Last seen clambering over the MDF wheelchair ramps of Laurent Pelly’s Royal Opera House production of Jules Massenet’s opéra comique, Manon the minx, the ‘sphinx étonnant’ of Abbé Prévost’s 1731 novel Histoire du Chevalier des Grieux et de Manon Lescaut, reappears in two guises as part of Welsh National Opera’s Fallen Women season; as the heroine of Puccini’s Manon Lescaut and the antiheroine of Hans Werner Henze’s Boulevard Solitude, both directed by Mariusz Trelinski.
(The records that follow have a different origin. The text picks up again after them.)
//! Embedding-based matching
//!
//! Schema elements and category values are embedded once per snapshot version
//! and kept in memory; question terms are embedded in a single batch per call.
//! When the embedder fails the matcher degrades to lexical scoring.

use super::{
    rank, resolve_structured, scoring_text, CategoryKind, LexicalMatcher, MatchCandidate,
    MatchOptions, MatchUniverse, SemanticMatchMap, SemanticMatcher, SemanticTerm,
};
use crate::error::Result;
use crate::llm::LlmClient;
use async_trait::async_trait;
use std::sync::{Arc, RwLock};
use tracing::{debug, warn};

pub type Embedding = Vec<f32>;

/// Anything that turns text into vectors.
#[async_trait]
pub trait Embedder: Send + Sync {
    fn name(&self) -> &'static str;

    /// One vector per input text, in input order.
    async fn embed(&self, texts: &[String]) -> Result<Vec<Embedding>>;
}

#[async_trait]
impl Embedder for LlmClient {
    fn name(&self) -> &'static str {
        "remote"
    }

    async fn embed(&self, texts: &[String]) -> Result<Vec<Embedding>> {
        self.embed_texts(texts).await
    }
}

/// Local embedder hashing character trigrams and whole words into a fixed
/// number of buckets. Deterministic and offline.
#[derive(Debug, Clone)]
pub struct HashingEmbedder {
    dimension: usize,
}

impl Default for HashingEmbedder {
    fn default() -> Self {
        Self { dimension: 256 }
    }
}

impl HashingEmbedder {
    pub fn new(dimension: usize) -> Self {
        Self {
            dimension: dimension.max(1),
        }
    }

    pub fn embed_one(&self, text: &str) -> Embedding {
        let mut vector = vec![0.0f32; self.dimension];
        let normalized = text.to_lowercase().replace(['_', '.'], " ");

        for word in normalized.split_whitespace() {
            self.add_feature(&mut vector, word.as_bytes(), 2.0);

            let padded: Vec<char> = format!(" {} ", word).chars().collect();
            for gram in padded.windows(3) {
                let gram: String = gram.iter().collect();
                self.add_feature(&mut vector, gram.as_bytes(), 1.0);
            }
        }

        let norm = vector.iter().map(|x| x * x).sum::<f32>().sqrt();
        if norm > 0.0 {
            vector.iter_mut().for_each(|x| *x /= norm);
        }
        vector
    }

    fn add_feature(&self, vector: &mut [f32], bytes: &[u8], weight: f32) {
        let hash = fnv1a(bytes);
        let bucket = (hash % self.dimension as u64) as usize;
        vector[bucket] += weight;
    }
}

#[async_trait]
impl Embedder for HashingEmbedder {
    fn name(&self) -> &'static str {
        "hashing"
    }

    async fn embed(&self, texts: &[String]) -> Result<Vec<Embedding>> {
        Ok(texts.iter().map(|t| self.embed_one(t)).collect())
    }
}

fn fnv1a(bytes: &[u8]) -> u64 {
    bytes.iter().fold(0xcbf29ce484222325u64, |hash, b| {
        (hash ^ *b as u64).wrapping_mul(0x100000001b3)
    })
}

/// Compute cosine similarity between two vectors
pub fn cosine_similarity(a: &[f32], b: &[f32]) -> f32 {
    if a.len() != b.len() {
        return 0.0;
    }

    let dot_product: f32 = a.iter().zip(b.iter()).map(|(x, y)| x * y).sum();
    let norm_a: f32 = a.iter().map(|x| x * x).sum::<f32>().sqrt();
    let norm_b: f32 = b.iter().map(|x| x * x).sum::<f32>().sqrt();

    if norm_a == 0.0 || norm_b == 0.0 {
        return 0.0;
    }

    dot_product / (norm_a * norm_b)
}

struct CategoryIndex {
    column: String,
    kind: CategoryKind,
    values: Vec<Embedding>,
}

/// Vectors for one universe.
struct UniverseIndex {
    version: u64,
    elements: Vec<String>,
    element_vectors: Vec<Embedding>,
    categories: Vec<CategoryIndex>,
}

pub struct EmbeddingMatcher {
    embedder: Arc<dyn Embedder>,
    entity_threshold: f32,
    enum_threshold: f32,
    index: RwLock<Option<Arc<UniverseIndex>>>,
    fallback: LexicalMatcher,
}

impl EmbeddingMatcher {
    pub fn new(embedder: Arc<dyn Embedder>) -> Self {
        Self {
            embedder,
            entity_threshold: 0.75,
            enum_threshold: 0.6,
            index: RwLock::new(None),
            fallback: LexicalMatcher::new(),
        }
    }

    pub fn with_category_thresholds(mut self, entity: f32, enumerated: f32) -> Self {
        self.entity_threshold = entity;
        self.enum_threshold = enumerated;
        self
    }

    fn cached(&self, universe: &MatchUniverse) -> Option<Arc<UniverseIndex>> {
        let guard = self.index.read().unwrap_or_else(|e| e.into_inner());
        guard
            .as_ref()
            .filter(|idx| idx.version == universe.version && idx.elements == universe.elements)
            .cloned()
    }

    async fn index_for(&self, universe: &MatchUniverse) -> Result<Arc<UniverseIndex>> {
        if let Some(index) = self.cached(universe) {
            return Ok(index);
        }

        let texts: Vec<String> = universe.elements.iter().map(|e| humanize(e)).collect();
        let element_vectors = self.embedder.embed(&texts).await?;

        let mut categories = Vec::with_capacity(universe.categories.len());
        for category in &universe.categories {
            let values = if category.values.is_empty() {
                Vec::new()
            } else {
                self.embedder.embed(&category.values).await?
            };
            categories.push(CategoryIndex {
                column: category.column.clone(),
                kind: category.kind,
                values,
            });
        }

        debug!(
            "Embedded {} schema elements for snapshot v{} using {}",
            element_vectors.len(),
            universe.version,
            self.embedder.name()
        );

        let index = Arc::new(UniverseIndex {
            version: universe.version,
            elements: universe.elements.clone(),
            element_vectors,
            categories,
        });
        *self.index.write().unwrap_or_else(|e| e.into_inner()) = Some(index.clone());
        Ok(index)
    }

    async fn score(
        &self,
        terms: &[SemanticTerm],
        universe: &MatchUniverse,
        options: MatchOptions,
    ) -> Result<SemanticMatchMap> {
        let index = self.index_for(universe).await?;

        let pending: Vec<&SemanticTerm> = terms
            .iter()
            .filter(|t| resolve_structured(t, universe).is_none())
            .collect();
        let texts: Vec<String> = pending.iter().map(|t| scoring_text(t).to_string()).collect();
        let vectors = if texts.is_empty() {
            Vec::new()
        } else {
            self.embedder.embed(&texts).await?
        };

        let mut map = SemanticMatchMap::new();
        let mut next = 0;
        for term in terms {
            if let Some(candidates) = resolve_structured(term, universe) {
                map.push(term.clone(), rank(candidates, options));
                continue;
            }
            let Some(vector) = vectors.get(next) else {
                map.push(term.clone(), Vec::new());
                continue;
            };
            next += 1;

            // Category values take precedence over column names
            let category_hits = self.category_candidates(&index, vector);
            let candidates = if category_hits.is_empty() {
                let scored = index
                    .elements
                    .iter()
                    .zip(index.element_vectors.iter())
                    .map(|(e, v)| MatchCandidate::new(e.clone(), cosine_similarity(vector, v).max(0.0)))
                    .collect();
                rank(scored, options)
            } else {
                rank(
                    category_hits,
                    MatchOptions {
                        threshold: 0.0,
                        top_k: options.top_k,
                    },
                )
            };
            map.push(term.clone(), candidates);
        }
        Ok(map)
    }

    fn category_candidates(&self, index: &UniverseIndex, vector: &[f32]) -> Vec<MatchCandidate> {
        index
            .categories
            .iter()
            .filter_map(|category| {
                let threshold = match category.kind {
                    CategoryKind::Entity => self.entity_threshold,
                    CategoryKind::Enumerated => self.enum_threshold,
                };
                let best = category
                    .values
                    .iter()
                    .map(|v| cosine_similarity(vector, v))
                    .fold(f32::MIN, f32::max);
                (best >= threshold).then(|| MatchCandidate::new(category.column.clone(), best))
            })
            .collect()
    }
}

#[async_trait]
impl SemanticMatcher for EmbeddingMatcher {
    fn name(&self) -> &'static str {
        "embedding"
    }

    async fn match_terms(
        &self,
        terms: &[SemanticTerm],
        universe: &MatchUniverse,
        options: MatchOptions,
    ) -> Result<SemanticMatchMap> {
        if terms.is_empty() {
            return Ok(SemanticMatchMap::new());
        }

        match self.score(terms, universe, options).await {
            Ok(map) => Ok(map),
            Err(e) => {
                warn!("Embedding match failed, using lexical scores: {}", e);
                Ok(self.fallback.score_terms(terms, universe, options))
            }
        }
    }
}

/// `trips.start_station_id` -> `trips start station id`
fn humanize(element: &str) -> String {
    element.replace(['_', '.'], " ")
}
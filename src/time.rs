//! Calendar references in questions
//!
//! Turns phrases such as "June 2025", "the first week of June 2025" or
//! "last month" into a half-open date window. Relative phrases resolve against
//! an explicit reference date so results are reproducible.

use chrono::{Datelike, Duration, NaiveDate};
use lazy_static::lazy_static;
use regex::Regex;
use serde::{Deserialize, Serialize};

lazy_static! {
    static ref MONTH_YEAR: Regex = Regex::new(
        r"\b(january|february|march|april|may|june|july|august|september|october|november|december|jan|feb|mar|apr|jun|jul|aug|sept|sep|oct|nov|dec)\.?\s+(\d{4})\b"
    )
    .unwrap();
    static ref ORDINAL_WEEK: Regex =
        Regex::new(r"\b(first|second|third|fourth|last)\s+week\b").unwrap();
    static ref RELATIVE: Regex = Regex::new(r"\b(this|last)\s+(week|month|year)\b").unwrap();
    static ref YEAR: Regex = Regex::new(r"\b((?:19|20)\d{2})\b").unwrap();
}

/// Dates in `[start, end)`.
#[derive(Debug, Clone, Copy, PartialEq, Eq, Serialize, Deserialize)]
pub struct TimeWindow {
    pub start: NaiveDate,
    pub end: NaiveDate,
}

impl TimeWindow {
    pub fn new(start: NaiveDate, end: NaiveDate) -> Self {
        Self { start, end }
    }

    pub fn month(year: i32, month: u32) -> Option<Self> {
        let start = NaiveDate::from_ymd_opt(year, month, 1)?;
        let end = if month == 12 {
            NaiveDate::from_ymd_opt(year + 1, 1, 1)?
        } else {
            NaiveDate::from_ymd_opt(year, month + 1, 1)?
        };
        Some(Self { start, end })
    }

    pub fn year(year: i32) -> Option<Self> {
        Some(Self {
            start: NaiveDate::from_ymd_opt(year, 1, 1)?,
            end: NaiveDate::from_ymd_opt(year + 1, 1, 1)?,
        })
    }

    /// Resolve the calendar reference of a question.
    ///
    /// An explicit month wins over relative phrases, which win over a bare year.
    /// Ordinal weeks narrow an explicit month to days 1-7, 8-14, 15-21, 22-28,
    /// or the final seven days for "last week".
    pub fn resolve(question: &str, today: NaiveDate) -> Option<Self> {
        let lower = question.to_lowercase();

        if let Some(caps) = MONTH_YEAR.captures(&lower) {
            let month = month_number(&caps[1])?;
            let year: i32 = caps[2].parse().ok()?;
            let window = Self::month(year, month)?;

            return Some(match ORDINAL_WEEK.captures(&lower) {
                Some(week) => window.narrow_to_week(&week[1]),
                None => window,
            });
        }

        if let Some(caps) = RELATIVE.captures(&lower) {
            return relative_window(&caps[1], &caps[2], today);
        }

        if let Some(caps) = YEAR.captures(&lower) {
            return Self::year(caps[1].parse().ok()?);
        }

        None
    }

    fn narrow_to_week(self, ordinal: &str) -> Self {
        let offset = match ordinal {
            "first" => 0,
            "second" => 7,
            "third" => 14,
            "fourth" => 21,
            _ => {
                return Self {
                    start: self.end - Duration::days(7),
                    end: self.end,
                }
            }
        };
        let start = self.start + Duration::days(offset);
        Self {
            start,
            end: start + Duration::days(7),
        }
    }

    /// Last date inside the window.
    pub fn last_day(&self) -> NaiveDate {
        self.end - Duration::days(1)
    }

    /// `column >= 'start' AND column < 'end'` with literal dates.
    pub fn sql_filter(&self, column: &str) -> String {
        format!(
            "{col} >= '{start}' AND {col} < '{end}'",
            col = column,
            start = self.start.format("%Y-%m-%d"),
            end = self.end.format("%Y-%m-%d"),
        )
    }

    /// Human-readable inclusive range, e.g. `2025-06-01 to 2025-06-07`.
    pub fn describe(&self) -> String {
        format!(
            "{} to {}",
            self.start.format("%Y-%m-%d"),
            self.last_day().format("%Y-%m-%d")
        )
    }
}

fn month_number(name: &str) -> Option<u32> {
    let month = match name {
        "january" | "jan" => 1,
        "february" | "feb" => 2,
        "march" | "mar" => 3,
        "april" | "apr" => 4,
        "may" => 5,
        "june" | "jun" => 6,
        "july" | "jul" => 7,
        "august" | "aug" => 8,
        "september" | "sept" | "sep" => 9,
        "october" | "oct" => 10,
        "november" | "nov" => 11,
        "december" | "dec" => 12,
        _ => return None,
    };
    Some(month)
}

fn relative_window(which: &str, unit: &str, today: NaiveDate) -> Option<TimeWindow> {
    let this = match unit {
        "week" => {
            let monday = today - Duration::days(today.weekday().num_days_from_monday() as i64);
            TimeWindow::new(monday, monday + Duration::days(7))
        }
        "month" => TimeWindow::month(today.year(), today.month())?,
        "year" => TimeWindow::year(today.year())?,
        _ => return None,
    };

    if which == "this" {
        return Some(this);
    }

    match unit {
        "week" => Some(TimeWindow::new(this.start - Duration::days(7), this.start)),
        "month" => {
            let previous = this.start - Duration::days(1);
            TimeWindow::month(previous.year(), previous.month())
        }
        _ => TimeWindow::year(today.year() - 1),
    }
}

/// Calendar phrases in a lowercased question as `(start, end, phrase)`.
///
/// `start..end` is the byte span of the match in `lower`; `phrase` is its
/// whitespace-normalised text.
pub fn find_time_phrases(lower: &str) -> Vec<(usize, usize, String)> {
    let mut phrases: Vec<(usize, usize, String)> = Vec::new();

    for m in MONTH_YEAR.find_iter(lower) {
        phrases.push((m.start(), m.end(), normalize_spaces(m.as_str()).replace('.', "")));
    }
    for m in ORDINAL_WEEK.find_iter(lower) {
        phrases.push((m.start(), m.end(), normalize_spaces(m.as_str())));
    }
    for m in RELATIVE.find_iter(lower) {
        let phrase = normalize_spaces(m.as_str());
        if !phrases.iter().any(|(_, _, p)| *p == phrase) {
            phrases.push((m.start(), m.end(), phrase));
        }
    }

    phrases.sort_by_key(|(start, _, _)| *start);
    phrases
}

fn normalize_spaces(s: &str) -> String {
    s.split_whitespace().collect::<Vec<_>>().join(" ")
}

#[cfg(test)]
mod tests {
    use super::*;

    fn date(y: i32, m: u32, d: u32) -> NaiveDate {
        NaiveDate::from_ymd_opt(y, m, d).unwrap()
    }

    fn today() -> NaiveDate {
        // A Wednesday
        date(2025, 7, 16)
    }

    #[test]
    fn test_month_year() {
        let window = TimeWindow::resolve("average ride time in June 2025?", today()).unwrap();
        assert_eq!(window, TimeWindow::new(date(2025, 6, 1), date(2025, 7, 1)));
        assert_eq!(window.describe(), "2025-06-01 to 2025-06-30");
    }

    #[test]
    fn test_first_week_of_month() {
        let window = TimeWindow::resolve(
            "Which docking point saw the most departures during the first week of June 2025?",
            today(),
        )
        .unwrap();
        assert_eq!(window, TimeWindow::new(date(2025, 6, 1), date(2025, 6, 8)));
        assert_eq!(
            window.sql_filter("t.started_at"),
            "t.started_at >= '2025-06-01' AND t.started_at < '2025-06-08'"
        );
    }

    #[test]
    fn test_last_week_of_month() {
        let window = TimeWindow::resolve("the last week of february 2024", today()).unwrap();
        assert_eq!(window, TimeWindow::new(date(2024, 2, 23), date(2024, 3, 1)));
    }

    #[test]
    fn test_december_rolls_over() {
        let window = TimeWindow::resolve("trips in Dec 2024", today()).unwrap();
        assert_eq!(window, TimeWindow::new(date(2024, 12, 1), date(2025, 1, 1)));
    }

    #[test]
    fn test_relative_phrases() {
        assert_eq!(
            TimeWindow::resolve("rides this week", today()).unwrap(),
            TimeWindow::new(date(2025, 7, 14), date(2025, 7, 21))
        );
        assert_eq!(
            TimeWindow::resolve("rides last week", today()).unwrap(),
            TimeWindow::new(date(2025, 7, 7), date(2025, 7, 14))
        );
        assert_eq!(
            TimeWindow::resolve("rides last month", date(2025, 1, 10)).unwrap(),
            TimeWindow::new(date(2024, 12, 1), date(2025, 1, 1))
        );
        assert_eq!(
            TimeWindow::resolve("rides last year", today()).unwrap(),
            TimeWindow::new(date(2024, 1, 1), date(2025, 1, 1))
        );
    }

    #[test]
    fn test_bare_year_and_nothing() {
        assert_eq!(
            TimeWindow::resolve("total trips in 2024", today()).unwrap(),
            TimeWindow::year(2024).unwrap()
        );
        assert!(TimeWindow::resolve("which station is busiest?", today()).is_none());
    }

    #[test]
    fn test_find_time_phrases() {
        let phrases = find_time_phrases("most departures during the first week of june 2025");
        let texts: Vec<&str> = phrases.iter().map(|(_, _, p)| p.as_str()).collect();
        assert_eq!(texts, vec!["first week", "june 2025"]);
    }

    #[test]
    fn test_time_phrase_span_covers_whole_match() {
        let lower = "trips in sept.  2025";
        let phrases = find_time_phrases(lower);
        assert_eq!(phrases.len(), 1);
        let (start, end, phrase) = &phrases[0];
        assert_eq!(phrase, "sept 2025");
        assert_eq!(&lower[*start..*end], "sept.  2025");
    }
}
The connection between her story and La traviata, the third opera in WNO’s season, is deeper than a coincidence of job descriptions. In La dame aux camélias, the source for Verdi’s opera, Marguerite’s lover, Armand, buys a copy of Prévost’s novel at the auction of the dead courtesan’s effects. Marguerite/Violetta is a martyr to both kinds of consumption: the frenzied spending spree of a rapidly expanding Paris and a heavily romanticised disease. Compared with Manon, the wild child whose head is turned simultaneously by a handsome seminarian and a glimpse of the high life afforded by low morals, she is also a saint.
In Massenet’s bel époque bonbon, Manon’s reckless greed is diluted with girlish sentimentality.